When these eyesores (the muzzles, not the politicians) were first introduced, I refused to discuss them, thinking that they were unworthy of serious attention. Like the niqab, I thought them ugly and undesirable, but if people wanted to wear the wretched things, that was their concern. However, the cries of their proponents changed with lightning speed. First it was “please be understanding and tolerant when nervous people choose to wear nappies on their faces”. Then it was: “you should be wearing one too”. Then: “you can’t even complain about wearing the muzzle, you have to enjoy it”. Finally, the Susan Michie variant: “we should all wear muzzles forever, just in case”. People started wearing muzzles in their school or club colours (note to Lord Hannan: if the Garrick objects to members wearing club ties on television, what do you suppose is their attitude to those who tweet pictures of themselves in salmon and cucumber masks?). The Fitzwilliam Museum, damn and blast their goggly eyes, released a range of greetings cards with reproductions of famous paintings marred by masks on every human face.

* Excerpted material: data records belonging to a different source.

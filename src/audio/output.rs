//! Speaker output using CPAL
//!
//! `CpalOutput` implements [`PlaybackDevice`] on top of a CPAL output stream.
//! The stream callback pulls from a [`Mixer`] that holds every scheduled unit
//! with its start frame; the mixer's rendered-frame counter is the device
//! clock. Units that finish inside a callback are reported as
//! [`DeviceEvent::UnitEnded`].

use std::sync::mpsc as std_mpsc;
use std::sync::{Arc, Mutex, MutexGuard};
use std::thread::JoinHandle;

use cpal::traits::{DeviceTrait, HostTrait, StreamTrait};
use cpal::{SampleFormat, StreamConfig};

use super::pcm::{stretch_to_len, AudioBuffer};
use super::playback::{PlaybackDevice, UnitId};
use super::{join_device_thread, pick_config, AudioError, DeviceEvent, DeviceEventSender};

struct Voice {
    unit: UnitId,
    start_frame: u64,
    /// Planar samples already at the mixer rate
    channels: Vec<Vec<f32>>,
}

impl Voice {
    fn len(&self) -> u64 {
        self.channels.first().map(Vec::len).unwrap_or(0) as u64
    }

    fn end_frame(&self) -> u64 {
        self.start_frame + self.len()
    }

    fn sample(&self, channel: usize, index: usize) -> f32 {
        let ch = channel.min(self.channels.len().saturating_sub(1));
        self.channels
            .get(ch)
            .and_then(|c| c.get(index))
            .copied()
            .unwrap_or(0.0)
    }
}

/// Sample-accurate mixer of scheduled playback units
///
/// Thread-safety: This struct is NOT internally synchronized.
/// `CpalOutput` shares it with the audio callback behind a `Mutex`.
pub struct Mixer {
    voices: Vec<Voice>,
    frames_rendered: u64,
    sample_rate: u32,
    channels: u16,
}

impl Mixer {
    pub fn new(sample_rate: u32, channels: u16) -> Self {
        Self {
            voices: Vec::new(),
            frames_rendered: 0,
            sample_rate,
            channels: channels.max(1),
        }
    }

    /// Device clock in seconds
    pub fn clock(&self) -> f64 {
        self.frames_rendered as f64 / self.sample_rate as f64
    }

    pub fn sample_rate(&self) -> u32 {
        self.sample_rate
    }

    pub fn voice_count(&self) -> usize {
        self.voices.len()
    }

    /// Queue a buffer at `start_at` seconds
    ///
    /// The unit covers the frames from `start_at` up to `start_at + duration`,
    /// both rounded to the device rate, so a unit scheduled at the previous
    /// unit's end starts on the very next frame. Start times already in the
    /// past are clamped to the current frame so the unit plays from its
    /// beginning.
    pub fn add(&mut self, unit: UnitId, buffer: &AudioBuffer, start_at: f64) {
        let rate = self.sample_rate as f64;
        let start_at = start_at.max(0.0);
        let requested = (start_at * rate).round() as u64;
        let end = ((start_at + buffer.duration()) * rate).round() as u64;
        let frames = end.saturating_sub(requested) as usize;

        let channels = (0..buffer.channel_count())
            .filter_map(|i| buffer.channel(i))
            .map(|samples| stretch_to_len(samples, frames))
            .collect();

        self.voices.push(Voice {
            unit,
            start_frame: requested.max(self.frames_rendered),
            channels,
        });
    }

    /// Drop a unit without reporting it as ended
    pub fn remove(&mut self, unit: UnitId) -> bool {
        let before = self.voices.len();
        self.voices.retain(|v| v.unit != unit);
        self.voices.len() != before
    }

    /// Render one interleaved block, advancing the clock
    ///
    /// Units whose last frame falls inside the block are removed and pushed
    /// onto `ended`.
    pub fn render(&mut self, out: &mut [f32], ended: &mut Vec<UnitId>) {
        out.fill(0.0);

        let channels = self.channels as usize;
        let frames = out.len() / channels;
        let block_start = self.frames_rendered;
        let block_end = block_start + frames as u64;

        for voice in &self.voices {
            let from = voice.start_frame.max(block_start);
            let to = voice.end_frame().min(block_end);
            for t in from..to {
                let src = (t - voice.start_frame) as usize;
                let dst = (t - block_start) as usize * channels;
                for c in 0..channels {
                    out[dst + c] += voice.sample(c, src);
                }
            }
        }

        for s in out.iter_mut() {
            *s = s.clamp(-1.0, 1.0);
        }

        self.frames_rendered = block_end;
        self.voices.retain(|v| {
            if v.end_frame() <= block_end {
                ended.push(v.unit);
                false
            } else {
                true
            }
        });
    }

    pub fn clear(&mut self) {
        self.voices.clear();
    }
}

fn lock_mixer(mixer: &Mutex<Mixer>) -> MutexGuard<'_, Mixer> {
    mixer.lock().unwrap_or_else(|poisoned| poisoned.into_inner())
}

/// Output device backed by the default CPAL output
pub struct CpalOutput {
    mixer: Arc<Mutex<Mixer>>,
    shutdown_tx: Option<std_mpsc::Sender<()>>,
    thread: Option<JoinHandle<()>>,
}

impl CpalOutput {
    /// Open the default output device, preferring `preferred_rate`
    ///
    /// Blocks until the stream is playing or has failed to start.
    pub fn open(preferred_rate: u32, events: DeviceEventSender) -> Result<Self, AudioError> {
        let (ready_tx, ready_rx) = std_mpsc::channel::<Result<Arc<Mutex<Mixer>>, AudioError>>();
        let (shutdown_tx, shutdown_rx) = std_mpsc::channel::<()>();

        let thread = std::thread::Builder::new()
            .name("astra-output".to_string())
            .spawn(move || {
                let stream = match build_output_stream(preferred_rate, events) {
                    Ok((stream, mixer)) => {
                        let _ = ready_tx.send(Ok(mixer));
                        stream
                    }
                    Err(e) => {
                        let _ = ready_tx.send(Err(e));
                        return;
                    }
                };

                // Park until shutdown is requested or the handle is dropped
                let _ = shutdown_rx.recv();
                if let Err(e) = stream.pause() {
                    log::debug!("Output: pause during shutdown failed: {}", e);
                }
                drop(stream);
                log::info!("Output: stream closed");
            })
            .map_err(|e| AudioError::DeviceThreadFailed(e.to_string()))?;

        let mixer = ready_rx
            .recv()
            .map_err(|e| AudioError::DeviceThreadFailed(e.to_string()))??;

        Ok(Self {
            mixer,
            shutdown_tx: Some(shutdown_tx),
            thread: Some(thread),
        })
    }
}

impl PlaybackDevice for CpalOutput {
    fn current_time(&self) -> f64 {
        lock_mixer(&self.mixer).clock()
    }

    fn schedule(
        &mut self,
        unit: UnitId,
        buffer: AudioBuffer,
        start_at: f64,
    ) -> Result<(), AudioError> {
        if self.shutdown_tx.is_none() {
            return Err(AudioError::StreamPlayFailed(
                "output already shut down".to_string(),
            ));
        }
        lock_mixer(&self.mixer).add(unit, &buffer, start_at);
        Ok(())
    }

    fn stop(&mut self, unit: UnitId) {
        lock_mixer(&self.mixer).remove(unit);
    }

    fn shutdown(&mut self) {
        let Some(tx) = self.shutdown_tx.take() else {
            return;
        };
        lock_mixer(&self.mixer).clear();
        let _ = tx.send(());
        if let Some(thread) = self.thread.take() {
            join_device_thread(thread, "Output");
        }
    }
}

impl Drop for CpalOutput {
    fn drop(&mut self) {
        self.shutdown();
    }
}

fn build_output_stream(
    preferred_rate: u32,
    events: DeviceEventSender,
) -> Result<(cpal::Stream, Arc<Mutex<Mixer>>), AudioError> {
    let host = cpal::default_host();
    let device = host
        .default_output_device()
        .ok_or(AudioError::NoOutputDevice)?;

    log::info!("Using audio output device: {:?}", device.name());

    let supported = pick_config(
        device.supported_output_configs().ok(),
        device.default_output_config(),
        preferred_rate,
    )?;

    log::info!(
        "Output config: {} Hz, {} channels, {:?}",
        supported.sample_rate().0,
        supported.channels(),
        supported.sample_format()
    );

    let sample_format = supported.sample_format();
    let config: StreamConfig = supported.into();
    let mixer = Arc::new(Mutex::new(Mixer::new(
        config.sample_rate.0,
        config.channels,
    )));

    let stream = match sample_format {
        SampleFormat::F32 => build_stream_typed::<f32>(&device, &config, mixer.clone(), events),
        SampleFormat::I16 => build_stream_typed::<i16>(&device, &config, mixer.clone(), events),
        SampleFormat::U16 => build_stream_typed::<u16>(&device, &config, mixer.clone(), events),
        _ => Err(AudioError::NoSupportedConfig),
    }?;

    stream
        .play()
        .map_err(|e| AudioError::StreamPlayFailed(e.to_string()))?;

    Ok((stream, mixer))
}

fn build_stream_typed<T>(
    device: &cpal::Device,
    config: &StreamConfig,
    mixer: Arc<Mutex<Mixer>>,
    events: DeviceEventSender,
) -> Result<cpal::Stream, AudioError>
where
    T: cpal::SizedSample + cpal::FromSample<f32> + Send + 'static,
{
    let fault_events = events.clone();
    let err_fn = move |err: cpal::StreamError| {
        log::error!("Output stream error: {}", err);
        let _ = fault_events.send(DeviceEvent::Fault(err.to_string()));
    };

    let mut scratch: Vec<f32> = Vec::new();
    let mut ended: Vec<UnitId> = Vec::new();

    device
        .build_output_stream(
            config,
            move |data: &mut [T], _: &cpal::OutputCallbackInfo| {
                scratch.resize(data.len(), 0.0);
                lock_mixer(&mixer).render(&mut scratch, &mut ended);

                for (out, &s) in data.iter_mut().zip(scratch.iter()) {
                    *out = T::from_sample(s);
                }
                for unit in ended.drain(..) {
                    let _ = events.send(DeviceEvent::UnitEnded(unit));
                }
            },
            err_fn,
            None,
        )
        .map_err(|e| AudioError::StreamCreationFailed(e.to_string()))
}

#[cfg(test)]
mod tests {
    use super::*;

    fn unit(seq: u64) -> UnitId {
        UnitId::new(0, seq)
    }

    #[test]
    fn test_clock_advances_with_render() {
        let mut mixer = Mixer::new(1000, 2);
        let mut out = vec![0.0; 200]; // 100 frames stereo
        let mut ended = Vec::new();

        mixer.render(&mut out, &mut ended);
        assert!((mixer.clock() - 0.1).abs() < 1e-9);
        assert!(ended.is_empty());
    }

    #[test]
    fn test_back_to_back_units_render_without_gap() {
        let mut mixer = Mixer::new(1000, 1);
        mixer.add(unit(0), &AudioBuffer::mono(1000, vec![0.5; 3]), 0.0);
        mixer.add(unit(1), &AudioBuffer::mono(1000, vec![0.25; 2]), 0.003);

        let mut out = vec![0.0; 6];
        let mut ended = Vec::new();
        mixer.render(&mut out, &mut ended);

        assert_eq!(out, vec![0.5, 0.5, 0.5, 0.25, 0.25, 0.0]);
        assert_eq!(ended, vec![unit(0), unit(1)]);
        assert_eq!(mixer.voice_count(), 0);
    }

    #[test]
    fn test_unit_spanning_blocks_ends_once() {
        let mut mixer = Mixer::new(1000, 1);
        mixer.add(unit(0), &AudioBuffer::mono(1000, vec![0.1; 5]), 0.002);

        let mut ended = Vec::new();
        let mut out = vec![0.0; 4];
        mixer.render(&mut out, &mut ended);
        assert_eq!(out, vec![0.0, 0.0, 0.1, 0.1]);
        assert!(ended.is_empty());

        mixer.render(&mut out, &mut ended);
        assert_eq!(out, vec![0.1, 0.1, 0.1, 0.0]);
        assert_eq!(ended, vec![unit(0)]);
    }

    #[test]
    fn test_past_start_is_clamped_to_now() {
        let mut mixer = Mixer::new(1000, 1);
        let mut out = vec![0.0; 10];
        let mut ended = Vec::new();
        mixer.render(&mut out, &mut ended);

        mixer.add(unit(0), &AudioBuffer::mono(1000, vec![0.3; 2]), 0.0);
        let mut out = vec![0.0; 3];
        mixer.render(&mut out, &mut ended);
        assert_eq!(out, vec![0.3, 0.3, 0.0]);
    }

    #[test]
    fn test_removed_unit_is_silent_and_not_reported() {
        let mut mixer = Mixer::new(1000, 1);
        mixer.add(unit(0), &AudioBuffer::mono(1000, vec![0.5; 4]), 0.0);
        assert!(mixer.remove(unit(0)));
        assert!(!mixer.remove(unit(0)));

        let mut out = vec![0.0; 4];
        let mut ended = Vec::new();
        mixer.render(&mut out, &mut ended);
        assert_eq!(out, vec![0.0; 4]);
        assert!(ended.is_empty());
    }

    #[test]
    fn test_mono_unit_fills_all_output_channels() {
        let mut mixer = Mixer::new(1000, 2);
        mixer.add(unit(0), &AudioBuffer::mono(1000, vec![0.5, -0.5]), 0.0);

        let mut out = vec![0.0; 4];
        let mut ended = Vec::new();
        mixer.render(&mut out, &mut ended);
        assert_eq!(out, vec![0.5, 0.5, -0.5, -0.5]);
    }

    #[test]
    fn test_overlap_is_clipped() {
        let mut mixer = Mixer::new(1000, 1);
        mixer.add(unit(0), &AudioBuffer::mono(1000, vec![0.8; 2]), 0.0);
        mixer.add(unit(1), &AudioBuffer::mono(1000, vec![0.8; 2]), 0.0);

        let mut out = vec![0.0; 2];
        let mut ended = Vec::new();
        mixer.render(&mut out, &mut ended);
        assert_eq!(out, vec![1.0, 1.0]);
    }

    #[test]
    fn test_resamples_to_device_rate() {
        let mut mixer = Mixer::new(2000, 1);
        // 1000 Hz source, 4 frames = 4ms -> 8 frames at 2000 Hz
        mixer.add(unit(0), &AudioBuffer::mono(1000, vec![0.2; 4]), 0.0);

        let mut out = vec![0.0; 8];
        let mut ended = Vec::new();
        mixer.render(&mut out, &mut ended);
        assert!(out.iter().all(|&s| (s - 0.2).abs() < 1e-6));
        assert_eq!(ended, vec![unit(0)]);
    }

    #[test]
    fn test_consecutive_units_tile_at_uneven_rate() {
        // 24kHz speech on a 44.1kHz device: 1004 samples is 1844.85 frames
        let mut mixer = Mixer::new(44100, 1);
        let mut cursor = 0.0;
        for seq in 0..4 {
            let buffer = AudioBuffer::mono(24000, vec![0.5; 1004 + seq as usize * 7]);
            mixer.add(unit(seq), &buffer, cursor);
            cursor += buffer.duration();
        }
        let total = (cursor * 44100.0).round() as usize;

        let mut rendered = Vec::new();
        let mut ended = Vec::new();
        let mut block = vec![0.0; 441];
        while rendered.len() < total + 441 {
            mixer.render(&mut block, &mut ended);
            rendered.extend_from_slice(&block);
        }

        let gaps: Vec<usize> = (0..total).filter(|&i| rendered[i] == 0.0).collect();
        assert!(gaps.is_empty(), "silent frames inside the stream: {:?}", gaps);
        assert!(rendered[total..].iter().all(|&s| s == 0.0));
        assert_eq!(ended, (0..4).map(unit).collect::<Vec<_>>());
    }
}
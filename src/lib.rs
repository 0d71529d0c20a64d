//! Live voice conversation client
//!
//! Streams microphone audio to the Live API, plays the synthesized replies
//! back gaplessly (with barge-in), and keeps a transcript of both sides.
//! A presentation layer drives it through [`SessionController`] and renders
//! [`UiSnapshot`]s.

pub mod audio;
pub mod session;
pub mod settings;
pub mod state_machine;
pub mod streaming;

pub use session::{
    Connection, LiveBackend, SessionBackend, SessionController, SessionOptions, UiSnapshot,
};
pub use settings::{load_settings, save_settings, LiveSettings};
pub use state_machine::{Speaker, Status, TranscriptEntry};

#[cfg(test)]
mod tests {
    #[test]
    fn package_metadata_is_published() {
        assert!(!env!("CARGO_PKG_AUTHORS").is_empty());
        assert_eq!(env!("CARGO_PKG_LICENSE"), "AGPL-3.0-only");
        assert!(env!("CARGO_PKG_REPOSITORY").ends_with("/astra-live"));
    }
}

Compared with the evils of lockdown and vaccine passports, face-coverings are a relatively piffling issue. They are, however, highly conspicuous, a psychological tool in ramping up the fear and keeping it ramped. Britons may very well be glad that they do not live in Austria or Australia. A pathetic, craven, crawling, creeping, nudging, nagging, fussing, footling, wheedling, worming quidnunc of a government is preferable to one that is frankly fascist. Yet there are plenty of links between the trivial and the consequential. It is only too likely that the Prime Minister ushered in the latest restrictions on liberty in order to distract the public from his participation in illegal Christmas parties. It is also possible that these parties themselves have served as a distraction from some of the most illiberal legislation this country has ever seen in the shape of the Nationality and Borders Bill, and the Police, Crime, Sentencing and Courts Bill. The link between face-coverings and fascism is no more far-fetched than the link between the fundamental rights of a British citizen and a few soggy canapés wolfed down by the increasingly lupine denizens of Downing Street.